The movie references and cartoon violence suggest the meta comic strip that is Alphaville (1965), even as the wide-screen Pop Art look and percussive sound editing evoke that of Two or Three Things I Know About Her—which was actually made simultaneously with Made in U.S.A. during the summer of 1966, one shot in the morning and the other after lunch. And even more than the half-dozen previous films in which Godard directed Karina, Made in U.S.A. is a portrait of the filmmaker's soon-to-be ex-wife—here cast as a private investigator, wrapped in a trench coat and packing a gat. Godard told an interviewer that he had been inspired to remake Howard Hawks's 1946 version of The Big Sleep, revived that summer in Paris, with Karina in the Bogart role.

As The Big Sleep has a notoriously impenetrable plot (even Hawks could not explain one of its numerous murders), so Made in U.S.A. represents Godard's most sustained derangement of narrative convention. The key sequences are regularly pulverized just at the point of resolution, and crucial passages of dialogue are purposefully obscured by street noise as, alternately seductive and indifferent, Karina's detective goes in search of a lover who is apparently lost, perhaps to assassination, in a labyrinthine, never-fully-explained, international political intrigue.

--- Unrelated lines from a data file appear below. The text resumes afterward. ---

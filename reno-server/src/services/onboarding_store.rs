use dashmap::DashMap;
use shared::error::{AppError, AppResult, ErrorCode};

use crate::onboarding::OnboardingWorkflow;

/// Workflows a single business may hold at once when none is configured
pub const DEFAULT_MAX_WORKFLOWS_PER_BUSINESS: usize = 500;

/// Onboarding workflows keyed by id
///
/// Lookups are scoped by business: a workflow owned by another business
/// is reported as not found. Each business holds at most
/// `max_per_business` workflows; finished ones are dropped by
/// [`prune_finished`](Self::prune_finished) once they have been idle for
/// the retention period.
#[derive(Debug)]
pub struct OnboardingStore {
    workflows: DashMap<String, OnboardingWorkflow>,
    max_per_business: usize,
}

impl Default for OnboardingStore {
    fn default() -> Self {
        Self::with_limit(DEFAULT_MAX_WORKFLOWS_PER_BUSINESS)
    }
}

impl OnboardingStore {
    pub fn new() -> Self {
        Self::default()
    }

    pub fn with_limit(max_per_business: usize) -> Self {
        Self {
            workflows: DashMap::new(),
            max_per_business,
        }
    }

    /// Store a new workflow, refusing it once its business is at the limit
    pub fn insert(&self, workflow: OnboardingWorkflow) -> AppResult<()> {
        let held = self.count_for(workflow.business_id());
        if held >= self.max_per_business {
            return Err(AppError::new(ErrorCode::OnboardingLimitReached)
                .with_detail("limit", self.max_per_business));
        }
        self.workflows.insert(workflow.id().to_string(), workflow);
        Ok(())
    }

    pub fn get(&self, business_id: &str, id: &str) -> AppResult<OnboardingWorkflow> {
        self.workflows
            .get(id)
            .filter(|w| w.business_id() == business_id)
            .map(|w| w.value().clone())
            .ok_or_else(|| not_found(id))
    }

    /// Run `f` against the workflow while holding its entry lock
    pub fn update<T>(
        &self,
        business_id: &str,
        id: &str,
        f: impl FnOnce(&mut OnboardingWorkflow) -> AppResult<T>,
    ) -> AppResult<T> {
        let mut entry = self
            .workflows
            .get_mut(id)
            .filter(|w| w.business_id() == business_id)
            .ok_or_else(|| not_found(id))?;
        f(entry.value_mut())
    }

    pub fn remove(&self, business_id: &str, id: &str) -> AppResult<OnboardingWorkflow> {
        self.workflows
            .remove_if(id, |_, w| w.business_id() == business_id)
            .map(|(_, w)| w)
            .ok_or_else(|| not_found(id))
    }

    /// Drop completed and failed workflows untouched for `retention_ms`.
    ///
    /// Returns how many were dropped.
    pub fn prune_finished(&self, now: i64, retention_ms: i64) -> usize {
        let mut removed = 0;
        self.workflows.retain(|_, w| {
            let expired = w.is_terminal() && now - w.updated_at() >= retention_ms;
            if expired {
                removed += 1;
            }
            !expired
        });
        removed
    }

    pub fn count_for(&self, business_id: &str) -> usize {
        self.workflows
            .iter()
            .filter(|w| w.business_id() == business_id)
            .count()
    }

    pub fn len(&self) -> usize {
        self.workflows.len()
    }

    pub fn is_empty(&self) -> bool {
        self.workflows.is_empty()
    }
}

fn not_found(id: &str) -> AppError {
    AppError::new(ErrorCode::OnboardingNotFound).with_detail("id", id)
}
//! Estimate routes
//!
//! | Path | Method | Operation |
//! |------|--------|-----------|
//! | /api/estimates/summary | POST | labor, materials, contingency and total |

mod handler;

use axum::{Router, routing::post};

use crate::core::ServerState;

pub fn router() -> Router<ServerState> {
    Router::new().route("/api/estimates/summary", post(handler::summary))
}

Made in U.S.A. opens with the protagonist holed up in a cheap hotel room musing about her situation, while a pair of tough guys (nouvelle vague regulars László Szabó and Jean-Pierre Léaud) loiter beneath her window. Hanging out is the operative principle. Made in U.S.A. has aspects of the time-killing vaudeville that characterized the great Warhol movies of the mid-'60s. (At one point, Marianne Faithfull turns up in a café, idly warbling "As Tears Go By" a cappella.) But mainly, the camera contemplates Karina, pondering her private smiles, her Cleopatra mane, her changing outfits, and her uncanny power to transform any given shot into a fashion spread. Given that we hear her voiceover throughout, it's close to a solo.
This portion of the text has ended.